Da «Una goccia nell’oceano divino» a «Facciamo Paradiso»

Vite di uomini non illustri esce a Milano, presso Mondadori, nel 1993: uno dei libri fondamentali dello scrittore lombardo, un insieme di «vite» narrate con ironia e pietas e dispiegate in un ampio arco di tempo, dall’Ottocento al Duemila. Proprio una di queste ultime, nel racconto o microromanzo Una goccia nell’oceano divino, aveva subito interessato un regista come Mario Monicelli che, nel volgere di poco tempo, come vedremo, avrebbe girato il film Facciamo Paradiso.

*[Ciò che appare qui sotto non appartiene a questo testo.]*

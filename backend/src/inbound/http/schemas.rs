//! OpenAPI schema definitions for domain types.
//!
//! Domain types remain framework-agnostic by not deriving `ToSchema`. The
//! wrappers here mirror the serialised shape of their domain counterparts and
//! exist only for documentation.

#![expect(dead_code, reason = "Used only for OpenAPI schema generation via utoipa")]

use utoipa::ToSchema;

/// OpenAPI schema for [`crate::domain::ErrorCode`].
#[derive(ToSchema)]
#[schema(as = crate::domain::ErrorCode)]
pub enum ErrorCodeSchema {
    /// The request is malformed or fails validation.
    #[schema(rename = "invalid_request")]
    InvalidRequest,
    /// The TikTok session is missing or expired.
    #[schema(rename = "unauthorized")]
    Unauthorized,
    /// The access gate has not been passed or denied the address.
    #[schema(rename = "forbidden")]
    Forbidden,
    /// The action is not part of the active profile.
    #[schema(rename = "not_found")]
    NotFound,
    /// The action conflicts with the workflow stage or a running action.
    #[schema(rename = "conflict")]
    Conflict,
    /// The ads platform rejected the call.
    #[schema(rename = "upstream_failure")]
    UpstreamFailure,
    /// An unexpected error occurred on the server.
    #[schema(rename = "internal_error")]
    InternalError,
}

/// Failure envelope rendered for every [`crate::domain::Error`].
#[derive(ToSchema)]
#[schema(as = ErrorEnvelope)]
#[schema(rename_all = "camelCase")]
pub struct ErrorEnvelopeSchema {
    /// Always `false`.
    #[schema(example = false)]
    success: bool,
    /// Human-readable message.
    #[schema(example = "currency: is required")]
    error: String,
    /// Stable machine-readable error code.
    code: ErrorCodeSchema,
    /// Supplementary details such as the offending field.
    details: Option<serde_json::Value>,
    /// Correlation identifier, also sent as the `trace-id` header.
    #[schema(example = "3fa85f64-5717-4562-b3fc-2c963f66afa6")]
    trace_id: Option<String>,
}

/// `{"success": true}` without data.
#[derive(ToSchema)]
#[schema(as = Acknowledgement)]
pub struct AcknowledgementSchema {
    /// Always `true`.
    #[schema(example = true)]
    success: bool,
}

/// OpenAPI schema for [`crate::domain::Advertiser`].
#[derive(ToSchema)]
#[schema(as = crate::domain::Advertiser)]
#[schema(rename_all = "camelCase")]
pub struct AdvertiserSchema {
    #[schema(example = "7001")]
    advertiser_id: String,
    #[schema(example = "Acme Store")]
    advertiser_name: String,
}

/// OpenAPI schema for [`crate::domain::Pixel`].
#[derive(ToSchema)]
#[schema(as = crate::domain::Pixel)]
#[schema(rename_all = "camelCase")]
pub struct PixelSchema {
    #[schema(example = "7339000000000000001")]
    pixel_id: String,
    #[schema(example = "C1ABCDEF2GHIJ3KLMNOP")]
    pixel_code: String,
    #[schema(example = "PX-AB12CD34")]
    pixel_name: String,
}

/// OpenAPI schema for [`crate::domain::workflow::StageName`].
#[derive(ToSchema)]
#[schema(as = crate::domain::workflow::StageName)]
pub enum StageNameSchema {
    #[schema(rename = "unauthenticated")]
    Unauthenticated,
    #[schema(rename = "selecting_pixel")]
    SelectingPixel,
    #[schema(rename = "pixel_ready")]
    PixelReady,
    #[schema(rename = "event_sent")]
    EventSent,
    #[schema(rename = "external_config_acknowledged")]
    ExternalConfigAcknowledged,
}

/// OpenAPI schema for [`crate::domain::workflow::NoticeLevel`].
#[derive(ToSchema)]
#[schema(as = crate::domain::workflow::NoticeLevel)]
pub enum NoticeLevelSchema {
    #[schema(rename = "info")]
    Info,
    #[schema(rename = "warning")]
    Warning,
    #[schema(rename = "error")]
    Error,
}

/// OpenAPI schema for [`crate::domain::workflow::Notice`].
#[derive(ToSchema)]
#[schema(as = crate::domain::workflow::Notice)]
pub struct NoticeSchema {
    level: NoticeLevelSchema,
    message: String,
}

/// OpenAPI schema for [`crate::domain::workflow::InFlight`].
#[derive(ToSchema)]
#[schema(as = crate::domain::workflow::InFlight)]
#[schema(rename_all = "camelCase")]
pub struct InFlightSchema {
    verifying_access: bool,
    exchanging_code: bool,
    loading_advertisers: bool,
    loading_pixels: bool,
    creating_pixel: bool,
    sending_event: bool,
}

/// OpenAPI schema for [`crate::domain::workflow::Controls`].
#[derive(ToSchema)]
#[schema(as = crate::domain::workflow::Controls)]
#[schema(rename_all = "camelCase")]
pub struct ControlsSchema {
    can_login: bool,
    can_create_pixel: bool,
    can_select_pixel: bool,
    can_send_event: bool,
    can_acknowledge: bool,
}

/// OpenAPI schema for [`crate::domain::workflow::CheckoutHint`].
#[derive(ToSchema)]
#[schema(as = crate::domain::workflow::CheckoutHint)]
#[schema(rename_all = "camelCase")]
pub struct CheckoutHintSchema {
    pixel_code: String,
    instructions: String,
}

/// OpenAPI schema for [`crate::domain::workflow::WorkflowView`].
#[derive(ToSchema)]
#[schema(as = crate::domain::workflow::WorkflowView)]
#[schema(rename_all = "camelCase")]
pub struct WorkflowViewSchema {
    /// One-based step number.
    #[schema(minimum = 1, maximum = 5, example = 2)]
    step: u8,
    stage: StageNameSchema,
    advertisers: Vec<AdvertiserSchema>,
    selected_advertiser_id: Option<String>,
    pixels: Vec<PixelSchema>,
    pixel: Option<PixelSchema>,
    #[schema(example = "PX-AB12CD34")]
    suggested_pixel_name: String,
    #[schema(example = "3fa85f64-5717-4562-b3fc-2c963f66afa6")]
    external_id: String,
    verified_email: Option<String>,
    event_sent: bool,
    in_flight: InFlightSchema,
    controls: ControlsSchema,
    notice: Option<NoticeSchema>,
    checkout_hint: Option<CheckoutHintSchema>,
}

/// `{"success": true, "data": WorkflowView}`.
#[derive(ToSchema)]
#[schema(as = WorkflowEnvelope)]
pub struct WorkflowEnvelopeSchema {
    #[schema(example = true)]
    success: bool,
    data: WorkflowViewSchema,
}

/// OpenAPI schema for [`crate::domain::TrackEventReceipt`].
#[derive(ToSchema)]
#[schema(as = crate::domain::TrackEventReceipt)]
#[schema(rename_all = "camelCase")]
pub struct TrackEventReceiptSchema {
    /// Upstream request identifier, when supplied.
    request_id: Option<String>,
    /// Event id sent with the request.
    #[schema(value_type = String, format = Uuid)]
    event_id: String,
}

/// `{"success": true, "data": TrackEventReceipt}`.
#[derive(ToSchema)]
#[schema(as = TrackEventEnvelope)]
pub struct TrackEventEnvelopeSchema {
    #[schema(example = true)]
    success: bool,
    data: TrackEventReceiptSchema,
}
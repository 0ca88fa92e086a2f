//! Service entry-point: loads configuration, wires adapters and serves the
//! onboarding API.

mod server;

use std::io;
use std::sync::Arc;

use actix_web::web;
use mockable::{Clock, DefaultClock};
use tracing::{info, warn};
use tracing_subscriber::{EnvFilter, fmt};

use pixel_onboarding::domain::AdsGateway;
use pixel_onboarding::domain::ports::{AccessGate, AdsApi, CredentialStorage};
use pixel_onboarding::domain::workflow::{OnboardingWorkflow, WorkflowPorts};
use pixel_onboarding::inbound::http::health::HealthState;
use pixel_onboarding::inbound::http::state::HttpState;
use pixel_onboarding::outbound::access_gate::AllowlistAccessGate;
use pixel_onboarding::outbound::credential_storage::{
    FileCredentialStorage, InMemoryCredentialStorage,
};
use pixel_onboarding::outbound::tiktok::TikTokHttpApi;
use pixel_onboarding::settings::{OnboardingConfig, OnboardingSettings, TikTokSettings};

use server::{ServerConfig, create_server};

/// Application bootstrap.
#[actix_web::main]
async fn main() -> io::Result<()> {
    if let Err(e) = fmt()
        .with_env_filter(EnvFilter::from_default_env())
        .json()
        .try_init()
    {
        warn!(error = %e, "tracing init failed");
    }

    let tiktok = TikTokSettings::load_from_env()
        .and_then(TikTokSettings::into_config)
        .map_err(io::Error::other)?;
    let onboarding = OnboardingSettings::load_from_env()
        .and_then(OnboardingSettings::into_config)
        .map_err(io::Error::other)?;

    let ads_api: Arc<dyn AdsApi> = Arc::new(TikTokHttpApi::new(&tiktok).map_err(io::Error::other)?);
    let credential_storage = build_credential_storage(&onboarding)?;
    let allowlist =
        AllowlistAccessGate::new(&onboarding.access_allowlist).map_err(io::Error::other)?;
    if allowlist.is_open() && onboarding.profile.options().require_access_gate {
        warn!("ONBOARDING_ACCESS_ALLOWLIST is empty; every address will be granted");
    }
    let access_gate: Arc<dyn AccessGate> = Arc::new(allowlist);
    let clock: Arc<dyn Clock> = Arc::new(DefaultClock);

    let workflow = Arc::new(OnboardingWorkflow::new(
        WorkflowPorts {
            ads_api: ads_api.clone(),
            credential_storage,
            access_gate: access_gate.clone(),
        },
        clock.clone(),
        onboarding.profile.options(),
    ));
    match workflow.initialize().await {
        Ok(view) => info!(profile = %onboarding.profile, stage = %view.stage, "workflow ready"),
        Err(error) => warn!(%error, "resuming the stored credential failed"),
    }

    let http_state = HttpState::new(
        workflow,
        AdsGateway::new(ads_api, clock),
        access_gate,
        onboarding.post_login_path.clone(),
    );
    let health_state = web::Data::new(HealthState::new());
    info!(bind_addr = %onboarding.bind_addr, "starting HTTP server");
    let server = create_server(
        health_state,
        ServerConfig::new(onboarding.bind_addr, http_state),
    )?;
    server.await
}

fn build_credential_storage(config: &OnboardingConfig) -> io::Result<Arc<dyn CredentialStorage>> {
    match &config.credential_dir {
        Some(dir) => {
            let storage = FileCredentialStorage::open(dir).map_err(io::Error::other)?;
            info!(path = %storage.path().display(), "using file credential storage");
            Ok(Arc::new(storage))
        }
        None => {
            warn!("ONBOARDING_CREDENTIAL_DIR is unset; credentials last until restart");
            Ok(Arc::new(InMemoryCredentialStorage::default()))
        }
    }
}
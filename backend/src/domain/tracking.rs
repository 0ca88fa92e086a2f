//! Conversion event payloads sent to the ads platform.
//!
//! [`TrackEventRequest`] is assembled by [`crate::domain::AdsGateway`] after
//! validation and is never mutated afterwards.

use std::fmt;

use chrono::{DateTime, Utc};
use serde::Serialize;
use thiserror::Error;
use uuid::Uuid;

use super::EmailAddress;

/// Event name reported for the onboarding test purchase.
pub const TEST_EVENT_NAME: &str = "CompletePayment";

const MAX_PHONE_DIGITS: usize = 15;

/// Client-generated opaque identifier sent with every event.
///
/// # Examples
/// ```
/// use pixel_onboarding::domain::ExternalId;
///
/// let id = ExternalId::generate();
/// assert_eq!(id.as_str().len(), 36);
/// ```
#[derive(Debug, Clone, PartialEq, Eq)]
pub struct ExternalId(String);

impl ExternalId {
    /// Generate a random UUID v4 identifier.
    pub fn generate() -> Self {
        Self(Uuid::new_v4().to_string())
    }

    /// Wrap a caller-supplied identifier, rejecting blank values.
    pub fn parse(raw: &str) -> Option<Self> {
        let trimmed = raw.trim();
        (!trimmed.is_empty()).then(|| Self(trimmed.to_owned()))
    }

    /// Borrow the identifier.
    pub fn as_str(&self) -> &str {
        self.0.as_str()
    }
}

impl fmt::Display for ExternalId {
    fn fmt(&self, f: &mut fmt::Formatter<'_>) -> fmt::Result {
        f.write_str(self.as_str())
    }
}

/// Validation errors for tracking value objects.
#[derive(Debug, Clone, PartialEq, Eq, Error)]
pub enum TrackingValueError {
    /// Currency is not three ASCII letters.
    #[error("currency must be a three-letter ISO 4217 code")]
    Currency,
    /// Phone number has no digits or too many.
    #[error("phone number must contain between 1 and 15 digits")]
    Phone,
}

/// ISO 4217 currency code, stored uppercase.
///
/// # Examples
/// ```
/// use pixel_onboarding::domain::Currency;
///
/// assert_eq!(Currency::parse(" brl ").map(|c| c.to_string()), Ok("BRL".to_owned()));
/// assert!(Currency::parse("REAL").is_err());
/// ```
#[derive(Debug, Clone, PartialEq, Eq)]
pub struct Currency(String);

impl Currency {
    /// Validate and normalise a currency code.
    pub fn parse(raw: &str) -> Result<Self, TrackingValueError> {
        let code = raw.trim();
        if code.len() != 3 || !code.chars().all(|c| c.is_ascii_alphabetic()) {
            return Err(TrackingValueError::Currency);
        }
        Ok(Self(code.to_ascii_uppercase()))
    }

    /// Borrow the code.
    pub fn as_str(&self) -> &str {
        self.0.as_str()
    }
}

impl fmt::Display for Currency {
    fn fmt(&self, f: &mut fmt::Formatter<'_>) -> fmt::Result {
        f.write_str(self.as_str())
    }
}

/// Phone number normalised to `+` followed by its digits.
#[derive(Debug, Clone, PartialEq, Eq)]
pub struct PhoneNumber(String);

impl PhoneNumber {
    /// Strip formatting characters and validate the digit count.
    ///
    /// # Examples
    /// ```
    /// use pixel_onboarding::domain::PhoneNumber;
    ///
    /// let phone = PhoneNumber::parse("+55 (11) 91234-5678").expect("valid phone");
    /// assert_eq!(phone.as_str(), "+5511912345678");
    /// ```
    pub fn parse(raw: &str) -> Result<Self, TrackingValueError> {
        let digits: String = raw.chars().filter(char::is_ascii_digit).collect();
        if digits.is_empty() || digits.len() > MAX_PHONE_DIGITS {
            return Err(TrackingValueError::Phone);
        }
        Ok(Self(format!("+{digits}")))
    }

    /// Borrow the normalised number.
    pub fn as_str(&self) -> &str {
        self.0.as_str()
    }
}

/// Optional contact fields attached to the event user.
#[derive(Debug, Clone, Default, PartialEq, Eq)]
pub struct ContactDetails {
    /// Buyer email, normalised.
    pub email: Option<EmailAddress>,
    /// Buyer phone, normalised.
    pub phone: Option<PhoneNumber>,
}

/// The single product reported in the test purchase.
#[derive(Debug, Clone, PartialEq)]
pub struct ProductDetails {
    /// Product display name.
    pub name: String,
    /// Optional description.
    pub description: Option<String>,
    /// Unit price; finite and non-negative.
    pub price: f64,
}

/// Validated conversion event ready for dispatch.
#[derive(Debug, Clone, PartialEq)]
pub struct TrackEventRequest {
    /// Pixel code used as the event source id.
    pub pixel_code: String,
    /// Event name, always [`TEST_EVENT_NAME`] for onboarding.
    pub event: &'static str,
    /// Unique id for deduplication.
    pub event_id: Uuid,
    /// Instant the event happened.
    pub event_time: DateTime<Utc>,
    /// Client-generated user identifier.
    pub external_id: ExternalId,
    /// Optional buyer contact fields.
    pub contact: ContactDetails,
    /// Purchased product.
    pub product: ProductDetails,
    /// Purchase currency.
    pub currency: Currency,
    /// Click id captured from the OAuth redirect.
    pub ttclid: Option<String>,
    /// Page the event originated from.
    pub page_url: Option<String>,
}

/// Acknowledgement returned by the ads platform for a tracked event.
#[derive(Debug, Clone, Default, PartialEq, Eq, Serialize)]
#[serde(rename_all = "camelCase")]
pub struct TrackEventReceipt {
    /// Upstream request identifier, when supplied.
    #[serde(skip_serializing_if = "Option::is_none")]
    pub request_id: Option<String>,
    /// Event id sent with the request.
    pub event_id: Uuid,
}
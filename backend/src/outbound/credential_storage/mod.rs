//! Credential storage adapters.
//!
//! - **file**: one JSON document inside a capability-scoped directory.
//! - **memory**: process memory, used when no directory is configured.

mod file;
mod memory;

pub use file::{CREDENTIAL_FILENAME, FileCredentialStorage};
pub use memory::InMemoryCredentialStorage;
//! Email address value object and the access gate decision.

use std::fmt;

use thiserror::Error;

const MAX_EMAIL_LEN: usize = 254;

/// Validation errors for [`EmailAddress`].
#[derive(Debug, Clone, PartialEq, Eq, Error)]
pub enum EmailValidationError {
    /// Nothing left after trimming.
    #[error("email address must not be empty")]
    Empty,
    /// Longer than 254 characters.
    #[error("email address must be at most {max} characters")]
    TooLong {
        /// Maximum accepted length.
        max: usize,
    },
    /// Not of the form `local@domain.tld`.
    #[error("email address is malformed")]
    Malformed,
}

/// Normalised email address: trimmed and lowercased.
///
/// # Examples
/// ```
/// use pixel_onboarding::domain::EmailAddress;
///
/// let email = EmailAddress::parse("  Ana@Example.COM ").expect("valid address");
/// assert_eq!(email.as_str(), "ana@example.com");
/// assert_eq!(email.domain(), "example.com");
/// ```
#[derive(Debug, Clone, PartialEq, Eq, Hash)]
pub struct EmailAddress(String);

impl EmailAddress {
    /// Validate and normalise a raw address.
    pub fn parse(raw: &str) -> Result<Self, EmailValidationError> {
        let normalised = raw.trim().to_lowercase();
        if normalised.is_empty() {
            return Err(EmailValidationError::Empty);
        }
        if normalised.chars().count() > MAX_EMAIL_LEN {
            return Err(EmailValidationError::TooLong { max: MAX_EMAIL_LEN });
        }
        let Some((local, domain)) = normalised.split_once('@') else {
            return Err(EmailValidationError::Malformed);
        };
        let domain_ok = domain.contains('.')
            && !domain.starts_with('.')
            && !domain.ends_with('.')
            && !domain.contains('@');
        if local.is_empty() || !domain_ok || normalised.chars().any(char::is_whitespace) {
            return Err(EmailValidationError::Malformed);
        }
        Ok(Self(normalised))
    }

    /// Borrow the normalised address.
    pub fn as_str(&self) -> &str {
        self.0.as_str()
    }

    /// The part after `@`.
    pub fn domain(&self) -> &str {
        self.0
            .split_once('@')
            .map_or("", |(_, domain)| domain)
    }
}

impl fmt::Display for EmailAddress {
    fn fmt(&self, f: &mut fmt::Formatter<'_>) -> fmt::Result {
        f.write_str(self.as_str())
    }
}

/// Outcome of an access gate check.
#[derive(Debug, Clone, PartialEq, Eq)]
pub enum AccessDecision {
    /// The address may proceed to log in.
    Granted,
    /// The address is not permitted.
    Denied {
        /// User-facing explanation.
        reason: String,
    },
}

impl AccessDecision {
    /// Whether access was granted.
    pub fn is_granted(&self) -> bool {
        matches!(self, Self::Granted)
    }
}

#[cfg(test)]
mod tests {
    use rstest::rstest;

    use super::*;

    #[rstest]
    #[case("user@example.com", "user@example.com")]
    #[case("  User@Example.Com\n", "user@example.com")]
    #[case("first.last+tag@sub.example.co.uk", "first.last+tag@sub.example.co.uk")]
    fn accepts_and_normalises(#[case] raw: &str, #[case] expected: &str) {
        let email = EmailAddress::parse(raw).expect("valid address");
        assert_eq!(email.as_str(), expected);
    }

    #[rstest]
    #[case("", EmailValidationError::Empty)]
    #[case("   ", EmailValidationError::Empty)]
    #[case("no-at-sign", EmailValidationError::Malformed)]
    #[case("@example.com", EmailValidationError::Malformed)]
    #[case("user@localhost", EmailValidationError::Malformed)]
    #[case("user@@example.com", EmailValidationError::Malformed)]
    #[case("us er@example.com", EmailValidationError::Malformed)]
    #[case("user@example.", EmailValidationError::Malformed)]
    fn rejects_malformed_addresses(#[case] raw: &str, #[case] expected: EmailValidationError) {
        assert_eq!(EmailAddress::parse(raw), Err(expected));
    }

    #[rstest]
    fn rejects_overlong_addresses() {
        let raw = format!("{}@example.com", "a".repeat(250));
        assert_eq!(
            EmailAddress::parse(&raw),
            Err(EmailValidationError::TooLong { max: 254 })
        );
    }
}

Vite di uomini non illustri è una raccolta di biografie «anonime» che raggiungono una compiutezza stilistica con pochi eguali nella letteratura italiana. Innanzitutto, perché rientrano nei piani di un percorso stilistico capace di alimentare la forza delle narrazioni classiche attraverso un excursus produttivo, che è una vera presa di posizione nei confronti della parola e del suo uso a incastro, come fosse un puzzle, all’interno del congegno narrativo. Pontiggia è stato un maniaco della revisione, della riscrittura intesa come ricerca della perfezione semantica e del giusto equilibrio tra le parti discorsive. E niente viene lasciato al caso nella costruzione di questa memorabile raccolta di racconti/microromanzi, la rappresentazione umana attraverso storie comuni che hanno la forza e l’incisività delle biografie illustri. Per Pontiggia l’eccezionalità di una vita sta nell’averla vissuta con dignità e «disordinata» coerenza, facendo assumere a tutti i personaggi la responsabilità dei fallimenti che sono insiti in ogni percorso esistenziale. Per lo scrittore comasco un tassello importante che lo spingerà a scrivere la sua più grande vita di un uomo non illustre, il romanzo Nati due volte (Milano, Mondadori, 2000), il racconto della sua vita e quella del figlio disabile: «Perché i bambini disabili nascono due volte: la prima li vede impreparati al mondo, la seconda è affidata all'amore e all'intelligenza degli altri».
In quel libro, da cui ha tratto ispirazione Gianni Amelio per il film Le chiavi di casa (2004), Pontiggia ha operato uno sforzo stilistico riuscito, qualcosa che solo i grandi scrittori sanno fare: ha raccontato sé stesso senza finzioni, il dramma e la debolezza di un uomo dinanzi alle difficoltà della vita. E quando parlava di quel romanzo si appassionava, la sua voce stanca diventava calda e suadente: «Ogni volta che finivo di scrivere un capitolo lo facevo leggere a mio figlio, e dalla sua reazione capivo se dovevo apportare modifiche o se andava bene […]. Sono stato contattato da molte associazioni di volontariato, che mi ringraziavano per Nati due volte, ho spiegato a loro perché si nasce due volte … La prima è una nascita fisica, la seconda spirituale, perché si comincia a vedere il mondo con gli occhi di quel figlio amato». [1]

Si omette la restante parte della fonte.